The site layout was significantly improved and enhanced to optimise plant and conveyor layouts, prioritising whole-life maintenance cost and access issues.
The site has been prepared by cable diversions, cable bridges, access improvements and construction of a plinth (power island) set above flood levels in readiness for the construction of the renewable power station.
Iconic cooling towers
The iconic ‘Tinsley Towers’, cooling towers six and seven, were all that was left of the Blackburn Meadows power station after it was closed and demolished in the 1970s.
At the time of decommissioning the towers had been strengthened by mantling but had deteriorated. The M1 Tinsley Viaduct was assessed and found to be only marginally safe and usable by closure of some of the carriageway lanes.

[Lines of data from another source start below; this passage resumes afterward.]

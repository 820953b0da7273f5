mod console;

use std::{path::PathBuf, sync::Arc};

use {
    anyhow::Result,
    clap::Parser,
    tokio::io::{AsyncBufReadExt, BufReader},
    tracing::{info, warn},
    tracing_subscriber::EnvFilter,
};

use {
    lapak_auto_reply::{Dispatcher, SendQueue},
    lapak_catalog::Catalog,
    lapak_channels::ChannelOutbound,
    lapak_common::types::InboundMessage,
    lapak_state::{CooldownStore, ExcludeStore, QrisCache},
};

use crate::console::ConsoleOutbound;

#[derive(Parser)]
#[command(name = "lapak", about = "Lapak — WhatsApp auto-reply storefront bot")]
struct Cli {
    /// Path to the config file (overrides discovery).
    #[arg(long, env = "LAPAK_CONFIG")]
    config: Option<PathBuf>,

    /// Log level (trace, debug, info, warn, error).
    #[arg(long, default_value = "info")]
    log_level: String,

    /// Output logs as JSON instead of human-readable.
    #[arg(long, default_value_t = false)]
    json_logs: bool,

    /// JID attributed to bare-text stdin lines.
    #[arg(long, default_value = "628000000000@s.whatsapp.net")]
    peer: String,

    /// The session's own JID, used for owner recognition.
    #[arg(long)]
    self_jid: Option<String>,
}

#[tokio::main]
async fn main() -> Result<()> {
    let cli = Cli::parse();
    init_tracing(&cli);

    let config = match &cli.config {
        Some(path) => lapak_config::load_config(path)?,
        None => lapak_config::discover_and_load(),
    };
    for finding in lapak_config::validate(&config) {
        warn!(finding = %finding, "config validation");
    }

    let config = Arc::new(config);
    let catalog = Arc::new(Catalog::build(
        &config.products,
        &config.icons,
        &config.matcher,
    ));
    info!(
        products = catalog.product_count(),
        aliases = catalog.alias_count(),
        "catalog ready"
    );

    let cooldowns = Arc::new(CooldownStore::load(
        &config.paths.cooldown_file,
        config.cooldowns.flush_debounce(),
    ));
    let excludes = Arc::new(ExcludeStore::load(&config.paths.exclude_file));
    let qris = Arc::new(QrisCache::load(
        &config.qris.template_path,
        &config.qris.image_path,
    ));
    let queue = Arc::new(SendQueue::new(config.rate_limit));
    let outbound: Arc<dyn ChannelOutbound> = Arc::new(ConsoleOutbound::new(cli.self_jid.clone()));

    let dispatcher = Dispatcher::new(
        Arc::clone(&config),
        catalog,
        Arc::clone(&cooldowns),
        excludes,
        qris,
        queue,
        outbound,
    );

    info!(peer = %cli.peer, "console session ready; type a message per line, ctrl-c to exit");

    let mut lines = BufReader::new(tokio::io::stdin()).lines();
    loop {
        tokio::select! {
            line = lines.next_line() => match line? {
                Some(line) => {
                    let Some(msg) = parse_line(&line, &cli.peer) else {
                        continue;
                    };
                    dispatcher.handle(&msg).await;
                },
                None => break,
            },
            _ = tokio::signal::ctrl_c() => break,
        }
    }

    cooldowns.force_flush();
    info!("cooldown ledger flushed, goodbye");
    Ok(())
}

fn init_tracing(cli: &Cli) {
    let filter =
        EnvFilter::try_from_default_env().unwrap_or_else(|_| EnvFilter::new(&cli.log_level));
    let builder = tracing_subscriber::fmt().with_env_filter(filter);
    if cli.json_logs {
        builder.json().init();
    } else {
        builder.init();
    }
}

/// A stdin line is either a full JSON [`InboundMessage`], `jid<TAB>text`, or
/// bare text attributed to the default peer.
fn parse_line(line: &str, default_peer: &str) -> Option<InboundMessage> {
    let line = line.trim();
    if line.is_empty() {
        return None;
    }

    if line.starts_with('{') {
        return match serde_json::from_str(line) {
            Ok(msg) => Some(msg),
            Err(e) => {
                warn!(error = %e, "ignoring malformed JSON line");
                None
            },
        };
    }

    Some(match line.split_once('\t') {
        Some((jid, text)) => InboundMessage::text(jid, text),
        None => InboundMessage::text(default_peer, line),
    })
}
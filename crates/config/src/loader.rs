use std::path::{Path, PathBuf};

use tracing::{debug, warn};

use crate::{env_subst::substitute_env, schema::LapakConfig};

/// Standard config file names, checked in order.
const CONFIG_FILENAMES: &[&str] = &["lapak.toml", "lapak.yaml", "lapak.yml", "lapak.json"];

/// Load config from the given path (any supported format).
pub fn load_config(path: &Path) -> anyhow::Result<LapakConfig> {
    let raw = std::fs::read_to_string(path)
        .map_err(|e| anyhow::anyhow!("failed to read {}: {e}", path.display()))?;
    let raw = substitute_env(&raw);
    parse_config(&raw, path)
}

/// Discover and load config from standard locations.
///
/// Search order:
/// 1. `./lapak.{toml,yaml,yml,json}` (project-local)
/// 2. `~/.config/lapak/lapak.{toml,yaml,yml,json}` (user-global)
///
/// Returns `LapakConfig::default()` if no config file is found.
#[must_use]
pub fn discover_and_load() -> LapakConfig {
    if let Some(path) = find_config_file() {
        debug!(path = %path.display(), "loading config");
        match load_config(&path) {
            Ok(cfg) => return cfg,
            Err(e) => {
                warn!(path = %path.display(), error = %e, "failed to load config, using defaults");
            },
        }
    } else {
        debug!("no config file found, using defaults");
    }
    LapakConfig::default()
}

/// Find the first config file in standard locations.
fn find_config_file() -> Option<PathBuf> {
    for name in CONFIG_FILENAMES {
        let p = PathBuf::from(name);
        if p.exists() {
            return Some(p);
        }
    }

    if let Some(dirs) = directories::ProjectDirs::from("", "", "lapak") {
        let config_dir = dirs.config_dir();
        for name in CONFIG_FILENAMES {
            let p = config_dir.join(name);
            if p.exists() {
                return Some(p);
            }
        }
    }

    None
}

fn parse_config(raw: &str, path: &Path) -> anyhow::Result<LapakConfig> {
    let ext = path.extension().and_then(|e| e.to_str()).unwrap_or("toml");

    match ext {
        "toml" => Ok(toml::from_str(raw)?),
        "yaml" | "yml" => Ok(serde_yaml::from_str(raw)?),
        "json" => Ok(serde_json::from_str(raw)?),
        _ => anyhow::bail!("unsupported config format: .{ext}"),
    }
}

#[cfg(test)]
#[allow(clippy::unwrap_used)]
mod tests {
    use std::io::Write;

    use super::*;

    #[test]
    fn loads_toml_file() {
        let mut f = tempfile::Builder::new()
            .suffix(".toml")
            .tempfile()
            .unwrap();
        writeln!(f, "private_chat_only = false").unwrap();
        let cfg = load_config(f.path()).unwrap();
        assert!(!cfg.private_chat_only.0);
    }

    #[test]
    fn loads_json_file() {
        let mut f = tempfile::Builder::new()
            .suffix(".json")
            .tempfile()
            .unwrap();
        writeln!(f, "{}", r#"{"triggers": {"qris": ["qris", "bayar"]}}"#).unwrap();
        let cfg = load_config(f.path()).unwrap();
        assert_eq!(cfg.triggers.qris, vec!["qris", "bayar"]);
    }

    #[test]
    fn malformed_file_is_an_error() {
        let mut f = tempfile::Builder::new()
            .suffix(".toml")
            .tempfile()
            .unwrap();
        writeln!(f, "private_chat_only = [[[").unwrap();
        assert!(load_config(f.path()).is_err());
    }

    #[test]
    fn missing_file_is_an_error() {
        assert!(load_config(Path::new("/nonexistent/lapak.toml")).is_err());
    }
}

The knowledge and technology available at the time precluded safe demolition for fear of damage to adjacent structures.
Safe explosive demolition
By 2008, the increased deterioration of the towers and new skills and knowledge meant the towers could be and had to be demolished.
Arup was engaged as Construction, Design and Management Coordinator (CDM-C) and worked with E.ON and contractors to develop a system of work to allow the towers to be brought down safely.
There were many safety issues including the poor condition of the towers (which had to be pre-strengthened so they would collapse safely), the proximity of the motorway viaduct, access to the towers, and dealing with public interest and trespass.
Following planning meetings with over 12 stakeholder groups, interested parties, coordination with explosives specialists from the Health and Safety Executive and others, agreement to demolish was achieved.
The Secretary of State authorised temporary closure of the M1 motorway on 24 August 2008, and the towers were safely brought down. There were no injuries or accidents during project.